ALTUS, Okla. (TNN) - Altus Public Schools partnered with the Air Force to unveil three flight simulators unlike anything at any public school in America.
The realistic simulators are now part of the JROTC curriculum at Altus High School. A group within the Air Force called Air Force STEM made them possible exclusively in Altus, with the hope it will spark an interest in young pilots and expand to more schools across the nation.
The three flight simulators can all link together, allowing students to learn to fly together. The technology allows students to get as close as they possibly can to flying without actually getting in a plane.
"It’s real world. We feel like when we go in there, we take it very seriously because everything we do can relate to something that happens in the real world,” said Cadet 2nd. Lt. Jordan Guyton with Altus High School JROTC.
"It’s not just sitting in a class, learning what a gauge does, oh cool can’t use that, never going to use that or see it. We can actually use what we saw in the classroom and apply it to something else. Have a more hands on experience,” said Cadet Lt. Col. Savannah Scales with Altus High School JROTC.
There are 22 planes that the students can learn to use, each different than the others. Students also learn how to navigate through changing wind speeds and weather conditions. The simulators offer the chance to see what it really looks like to fly anywhere in the world, and even places out of this world.

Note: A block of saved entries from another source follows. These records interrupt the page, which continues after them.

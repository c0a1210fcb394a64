//! Final summary record assembled from detector output and signal
//! statistics.

use serde::{Deserialize, Serialize};

use crate::error::{Error, Result};
use crate::signal::{Beats, Recording};
use crate::warn::WarnSink;

/// Plausible resting-to-exercise heart rate range in beats per minute;
/// rates outside it are reported but flagged.
const PLAUSIBLE_BPM: (f64, f64) = (40.0, 180.0);

/// Summary of one analyzed recording. Field names and shapes are a
/// compatibility contract with downstream consumers; the record is built
/// once per run and never updated.
#[derive(Debug, Clone, PartialEq, Serialize, Deserialize)]
pub struct Metrics {
    pub mean_hr_bpm: f64,
    #[serde(rename = "voltage extremes")]
    pub voltage_extremes: [f64; 2],
    pub duration: f64,
    pub num_beats: usize,
    pub beats: Vec<f64>,
}

/// Assemble the metrics record. The beat list maps back to beat times via
/// the recording's time axis; everything upstream of the rate stays valid
/// even when the rate itself fails.
pub fn build(
    recording: &Recording,
    duration: f64,
    extremes: (f64, f64),
    beats: &Beats,
    sink: &mut dyn WarnSink,
) -> Result<Metrics> {
    let beat_times: Vec<f64> = beats.indices.iter().map(|&i| recording.time[i]).collect();
    let mean_hr_bpm = mean_rate_bpm(beats.len(), duration, sink)?;
    Ok(Metrics {
        mean_hr_bpm,
        voltage_extremes: [extremes.0, extremes.1],
        duration,
        num_beats: beats.len(),
        beats: beat_times,
    })
}

/// Average rate over the whole recording. Advisory when the result falls
/// outside the plausible human range; the value is returned unchanged.
pub fn mean_rate_bpm(num_beats: usize, duration: f64, sink: &mut dyn WarnSink) -> Result<f64> {
    if duration == 0.0 {
        return Err(Error::ZeroDuration);
    }
    let bpm = num_beats as f64 / (duration / 60.0);
    if bpm < PLAUSIBLE_BPM.0 || bpm > PLAUSIBLE_BPM.1 {
        sink.warn(&format!("mean heart rate {:.1} bpm outside plausible range", bpm));
    }
    Ok(bpm)
}
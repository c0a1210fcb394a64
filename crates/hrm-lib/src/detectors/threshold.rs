//! Adaptive moving-average thresholding, the default strategy.

use crate::detectors::BeatDetector;
use crate::error::{Error, Result};
use crate::signal::Beats;

/// Margin applied to the whole threshold curve, keeping it above the noise
/// floor so isolated spikes do not register as beats.
const THRESHOLD_MARGIN: f64 = 1.2;

/// Detects beats as contiguous runs of samples above an adaptive threshold
/// built from a trailing moving average of the signal.
#[derive(Debug, Clone, Copy)]
pub struct ThresholdDetector {
    /// Moving-average window width as a fraction of the sampling frequency.
    pub window_factor: f64,
}

impl Default for ThresholdDetector {
    fn default() -> Self {
        Self { window_factor: 0.5 }
    }
}

impl BeatDetector for ThresholdDetector {
    fn detect(&self, filtered: &[f64], fs: f64) -> Result<Beats> {
        if filtered.len() < 2 {
            return Err(Error::InsufficientData {
                needed: 2,
                got: filtered.len(),
            });
        }
        let window = ((self.window_factor * fs).round() as usize).max(1);
        let global_mean = mean(filtered);
        let min = filtered.iter().fold(f64::INFINITY, |a, &b| a.min(b));
        let offset = (global_mean - min).abs() / 2.0;
        let threshold: Vec<f64> = rolling_mean(filtered, window)
            .into_iter()
            .map(|m| (m.unwrap_or(global_mean) + offset) * THRESHOLD_MARGIN)
            .collect();
        Ok(Beats::from_indices(scan_windows(filtered, &threshold)))
    }
}

/// Trailing moving average; positions without a full window of history are
/// `None` and get backfilled with the global mean by the caller.
fn rolling_mean(data: &[f64], window: usize) -> Vec<Option<f64>> {
    let mut out = Vec::with_capacity(data.len());
    let mut acc = 0.0;
    for (i, &sample) in data.iter().enumerate() {
        acc += sample;
        if i >= window {
            acc -= data[i - window];
        }
        if i + 1 >= window {
            out.push(Some(acc / window as f64));
        } else {
            out.push(None);
        }
    }
    out
}

/// One pass over the signal against its threshold curve. A contiguous run
/// of above-threshold samples is one candidate window; closing it emits the
/// index of the window's maximum, first occurrence winning ties.
fn scan_windows(data: &[f64], threshold: &[f64]) -> Vec<usize> {
    let mut beats = Vec::new();
    let mut current: Option<(usize, f64)> = None;
    for (i, (&sample, &limit)) in data.iter().zip(threshold).enumerate() {
        if sample > limit {
            match current {
                Some((_, best)) if best >= sample => {}
                _ => current = Some((i, sample)),
            }
        } else if let Some((peak, _)) = current.take() {
            beats.push(peak);
        }
    }
    if let Some((peak, _)) = current {
        beats.push(peak);
    }
    beats
}

fn mean(data: &[f64]) -> f64 {
    data.iter().sum::<f64>() / data.len() as f64
}
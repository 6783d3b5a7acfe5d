//! Reverse-order DER assembly for X.509 v3 certificates, PKCS#10
//! Certificate Signing Requests, and PKCS#1 RSA keys.
//!
//! The hard engineering here is the [`writer::ReverseWriter`]: DER
//! nests length-before-value, so every `SEQUENCE`/`SET`/`[N]` wrapper
//! needs its content's length before it can write its own tag and
//! length. Rather than assemble forward and copy, every primitive in
//! this crate writes into a buffer from the tail toward the head, so a
//! wrapper can prepend its header the instant its children are done.
//!
//! [`csr::CertificationRequestBuilder`] and [`cert::CertificateBuilder`]
//! are the two end-to-end assemblers built on top of that writer: set
//! subject/issuer names, validity, serial, extensions, and a hash
//! algorithm, then call `to_der`/`to_pem` to get a signed, ready-to-
//! distribute byte stream.
//!
//! Parsing X.509 (the reverse operation), key generation, certificate-
//! chain validation, and elliptic-curve keys are out of scope; this
//! crate is an RSA-only DER *writer*.

#![cfg_attr(not(test), no_std)]

extern crate alloc;

pub mod cert;
pub mod csr;
pub mod error;
pub mod extensions;
pub mod hash;
pub mod keys;
pub mod name;
pub mod oid;
pub mod pem;
mod sign;
#[cfg(test)]
mod test_support;
pub mod time;
pub mod writer;

pub use cert::CertificateBuilder;
pub use csr::CertificationRequestBuilder;
pub use error::{Error, Result};
pub use extensions::ExtensionStore;
pub use hash::MessageDigest;
pub use name::DistinguishedName;
pub use time::Validity;

/// Commonly used types, re-exported for `use rasn_x509write::prelude::*;`.
pub mod prelude {
    pub use crate::cert::CertificateBuilder;
    pub use crate::csr::CertificationRequestBuilder;
    pub use crate::error::{Error, Result};
    pub use crate::extensions::ExtensionStore;
    pub use crate::hash::MessageDigest;
    pub use crate::name::DistinguishedName;
    pub use crate::pem::PemLabel;
    pub use crate::time::Validity;
}

#[cfg(test)]
mod tests {
    use crate::prelude::*;

    #[test]
    fn end_to_end_csr_then_certificate() {
        let key = crate::test_support::test_key();

        let mut csr = CertificationRequestBuilder::new(key, MessageDigest::Sha256);
        csr.set_subject_name("CN=example,O=Example Org").unwrap();
        let csr_der = csr.to_der().unwrap();
        pretty_assertions::assert_eq!(csr_der[0], crate::writer::tag::SEQUENCE);

        let mut cert = CertificateBuilder::new(
            rsa::BigUint::from(42u32),
            Validity::new("20200101000000Z", "20300101000000Z").unwrap(),
            key,
            key.to_public_key(),
            MessageDigest::Sha256,
        );
        cert.set_issuer_name("CN=root").unwrap();
        cert.set_subject_name("CN=example").unwrap();
        cert.extensions_mut()
            .set_basic_constraints(false, None, false)
            .unwrap();
        let cert_der = cert.to_der().unwrap();
        pretty_assertions::assert_eq!(cert_der[0], crate::writer::tag::SEQUENCE);

        let pem = cert.to_pem().unwrap();
        assert!(pem.starts_with("-----BEGIN CERTIFICATE-----\n"));
        assert!(pem.ends_with("-----END CERTIFICATE-----\n"));
    }

    #[test]
    fn unknown_subject_oid_is_rejected() {
        let key = crate::test_support::test_key();
        let mut csr = CertificationRequestBuilder::new(key, MessageDigest::Sha1);
        assert!(matches!(
            csr.set_subject_name("X=foo"),
            Err(Error::UnknownOid { .. })
        ));
    }
}
//! A fixed-size RSA key for the test suite. 512 bits is far too small
//! for any real certificate, but it keeps key generation and PKCS#1
//! v1.5 signing fast across the many small end-to-end scenarios in
//! `tests/x509.rs` and the `#[cfg(test)]` modules throughout this crate.

use rsa::RsaPrivateKey;
use std::sync::OnceLock;

/// A shared 512-bit RSA key, generated once per test binary.
pub fn test_key() -> &'static RsaPrivateKey {
    static KEY: OnceLock<RsaPrivateKey> = OnceLock::new();
    KEY.get_or_init(|| {
        RsaPrivateKey::new(&mut rand::rngs::OsRng, 512).expect("generating 512-bit test key")
    })
}
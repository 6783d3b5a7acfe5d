//! The name builder: parses a comma-separated `TAG=value` subject
//! string into a [`DistinguishedName`] and emits its `RDNSequence`
//! encoding.

use crate::error::{BadInputSnafu, Result, UnknownOidSnafu};
use crate::oid::{self, Oid};
use crate::writer::{tag, ReverseWriter};
use alloc::string::{String, ToString};
use alloc::vec::Vec;
use snafu::{ensure, OptionExt};

/// One `(OID, text value)` pair inside a relative distinguished name.
#[derive(Clone, Debug, PartialEq, Eq)]
pub struct Attribute {
    oid: Oid,
    value: String,
}

/// An ordered sequence of [`Attribute`]s, in emission order.
#[derive(Clone, Debug, Default, PartialEq, Eq)]
pub struct DistinguishedName {
    attrs: Vec<Attribute>,
}

fn oid_for_tag(tag: &str) -> Result<Oid> {
    match tag {
        "CN" => Ok(oid::attribute::COMMON_NAME),
        "C" => Ok(oid::attribute::COUNTRY_NAME),
        "O" => Ok(oid::attribute::ORGANIZATION_NAME),
        "OU" => Ok(oid::attribute::ORGANIZATIONAL_UNIT_NAME),
        "L" => Ok(oid::attribute::LOCALITY_NAME),
        "ST" => Ok(oid::attribute::STATE_OR_PROVINCE_NAME),
        "R" => Ok(oid::attribute::EMAIL_ADDRESS),
        other => UnknownOidSnafu {
            tag: other.to_string(),
        }
        .fail(),
    }
}

impl DistinguishedName {
    /// Parses `TAG=VALUE(,TAG=VALUE)*`.
    ///
    /// Splits on `,` first and `=` second, rather than mirroring the
    /// original C scanner's pointer/length-sentinel comparison (flagged
    /// in the spec's Design Notes as brittle): this always captures the
    /// final attribute whether or not the input has a trailing comma,
    /// and an empty trailing segment (input ending in a bare comma) is
    /// rejected outright instead of silently accepted.
    pub fn parse(input: &str) -> Result<Self> {
        let mut attrs = Vec::new();
        for segment in input.split(',') {
            ensure!(
                !segment.is_empty(),
                BadInputSnafu {
                    detail: "empty attribute segment in subject name".to_string(),
                }
            );
            let (tag, value) = segment.split_once('=').context(BadInputSnafu {
                detail: alloc::format!("missing '=' in subject name segment {segment:?}"),
            })?;
            let oid = oid_for_tag(tag)?;
            ensure!(
                value.is_ascii() && value.len() <= 127,
                BadInputSnafu {
                    detail: alloc::format!("attribute value {value:?} is not ASCII or exceeds 127 bytes"),
                }
            );
            // Prepended, not appended: the first token parsed ends up at
            // index `len - 1`. Combined with `write` iterating forward
            // (see below), the final encoded RDNSequence preserves the
            // caller's left-to-right order.
            attrs.insert(
                0,
                Attribute {
                    oid,
                    value: value.to_string(),
                },
            );
        }
        Ok(Self { attrs })
    }

    pub fn is_empty(&self) -> bool {
        self.attrs.is_empty()
    }

    pub fn len(&self) -> usize {
        self.attrs.len()
    }

    /// `RDNSequence`: `SEQUENCE OF SET OF { SEQUENCE { OID, value } }`.
    pub(crate) fn write(&self, w: &mut ReverseWriter) -> Result<usize> {
        let mut len = 0;
        for attr in &self.attrs {
            len += write_attribute(w, attr)?;
        }
        w.wrap(tag::SEQUENCE, len)
    }
}

fn write_attribute(w: &mut ReverseWriter, attr: &Attribute) -> Result<usize> {
    let mut len = if attr.oid == oid::attribute::EMAIL_ADDRESS {
        w.write_ia5_string(&attr.value)?
    } else {
        w.write_printable_string(&attr.value)?
    };
    len += w.write_oid(attr.oid)?;
    let seq_len = w.wrap(tag::SEQUENCE, len)?;
    w.wrap(tag::SET, seq_len)
}
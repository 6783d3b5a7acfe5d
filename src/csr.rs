//! The CSR assembler: builds `CertificationRequestInfo`, hashes and
//! signs it, and splices the signature into the final
//! `CertificationRequest`.

use crate::error::Result;
use crate::extensions::ExtensionStore;
use crate::hash::MessageDigest;
use crate::keys::write_subject_public_key_info;
use crate::name::DistinguishedName;
use crate::oid;
use crate::pem::{self, PemLabel};
use crate::sign;
use crate::writer::{tag, ReverseWriter};
use alloc::string::String;
use alloc::vec::Vec;
use rsa::traits::PublicKeyParts;
use rsa::RsaPrivateKey;

/// Scratch capacity for `CertificationRequestInfo` staging, per §5 of
/// the design this crate follows.
const TBS_SCRATCH_CAPACITY: usize = 2048;

/// Builds a PKCS#10 Certification Request for `key`.
pub struct CertificationRequestBuilder<'a> {
    subject: DistinguishedName,
    key: &'a RsaPrivateKey,
    digest: MessageDigest,
    extensions: ExtensionStore,
}

impl<'a> CertificationRequestBuilder<'a> {
    pub fn new(key: &'a RsaPrivateKey, digest: MessageDigest) -> Self {
        Self {
            subject: DistinguishedName::default(),
            key,
            digest,
            extensions: ExtensionStore::default(),
        }
    }

    /// Parses and (re)sets the subject name. Idempotent: re-parsing
    /// replaces the prior `DistinguishedName` rather than appending to
    /// it.
    pub fn set_subject_name(&mut self, name: &str) -> Result<()> {
        self.subject = DistinguishedName::parse(name)?;
        Ok(())
    }

    pub fn extensions_mut(&mut self) -> &mut ExtensionStore {
        &mut self.extensions
    }

    fn build_tbs(&self) -> Result<Vec<u8>> {
        let mut w = ReverseWriter::with_capacity(TBS_SCRATCH_CAPACITY);

        // 1. attributes [0] IMPLICIT, carrying `extensionRequest` when
        //    the caller set any extensions, or empty otherwise.
        let attrs_len = if self.extensions.is_empty() {
            w.wrap(tag::context_constructed(0), 0)?
        } else {
            let ext_seq_len = self.extensions.write(&mut w)?;
            let set_len = w.wrap(tag::SET, ext_seq_len)?;
            let oid_len = w.write_oid(oid::extension::EXTENSION_REQUEST)?;
            let attribute_len = w.wrap(tag::SEQUENCE, set_len + oid_len)?;
            w.wrap(tag::context_constructed(0), attribute_len)?
        };

        // 2. subjectPKInfo
        let spki_len = write_subject_public_key_info(&mut w, self.key.n(), self.key.e())?;
        // 3. subject
        let subject_len = self.subject.write(&mut w)?;
        // 4. version = 0
        let version_len = w.write_int(0)?;

        w.wrap(
            tag::SEQUENCE,
            attrs_len + spki_len + subject_len + version_len,
        )?;
        Ok(w.finished().to_vec())
    }

    /// Assembles, hashes, and signs the request, returning the DER
    /// bytes of the completed `CertificationRequest`.
    pub fn to_der(&self) -> Result<Vec<u8>> {
        tracing::debug!(subject_attrs = self.subject.len(), "assembling CSR TBS");
        let tbs = self.build_tbs()?;
        let hash = self.digest.hash(&tbs);
        let signature = sign::sign(self.key, self.digest, &hash)?;
        tracing::trace!(signature_len = signature.len(), "signed CSR TBS");

        let mut w = ReverseWriter::with_capacity(tbs.len() + signature.len() + 128);
        let sig_len = w.write_bit_string(&signature, signature.len() * 8)?;
        let alg_len = w.write_algorithm_identifier(self.digest.signature_oid())?;
        let tbs_len = w.prepend_bytes(&tbs)?;
        w.wrap(tag::SEQUENCE, tbs_len + alg_len + sig_len)?;
        Ok(w.finished().to_vec())
    }

    /// [`Self::to_der`], PEM-wrapped.
    pub fn to_pem(&self) -> Result<String> {
        Ok(pem::encode(&self.to_der()?, PemLabel::CertificateRequest))
    }
}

"You take off and you can pick where you fly, you can fly in Altus, you can fly in Texas, you can even fly in space. You can fly over Altus, you can see the reservoir, you can fly over to Quartz Mountain and see the lake. It’s really crazy like oh that’s my house over there,” Scales said.
This is all provided by Air Force STEM, a group hoping to make a positive impact on the lives of students hoping that it leads them down a good path.
"We’re losing pilots constantly to the civilian world. The flight simulators are geared to get students starting in the 9th grade and moving them through high school with the hopes of the Air Force grabbing them, helping them into college level and possibly pulling some pilots or some engineers out of this,” said Nathan Covington, School Liason Officer and Air Force STEM Coordinator.
Altus High School is the only public high school in America this is happening at, and so far, it’s working.
"I’ve always wanted to be a pilot and I think this has just made that want stronger,” Scales said.
"I originally wanted to be a pilot, and this makes me want to be a pilot more than I used to. I get hands-on experience and this leads to me getting plenty of opportunities in the future,” Guyton said.
While it started at Altus High School, Air Force STEM says they don’t want this program to stop there. The plan is for it to continue to grow across Oklahoma and America.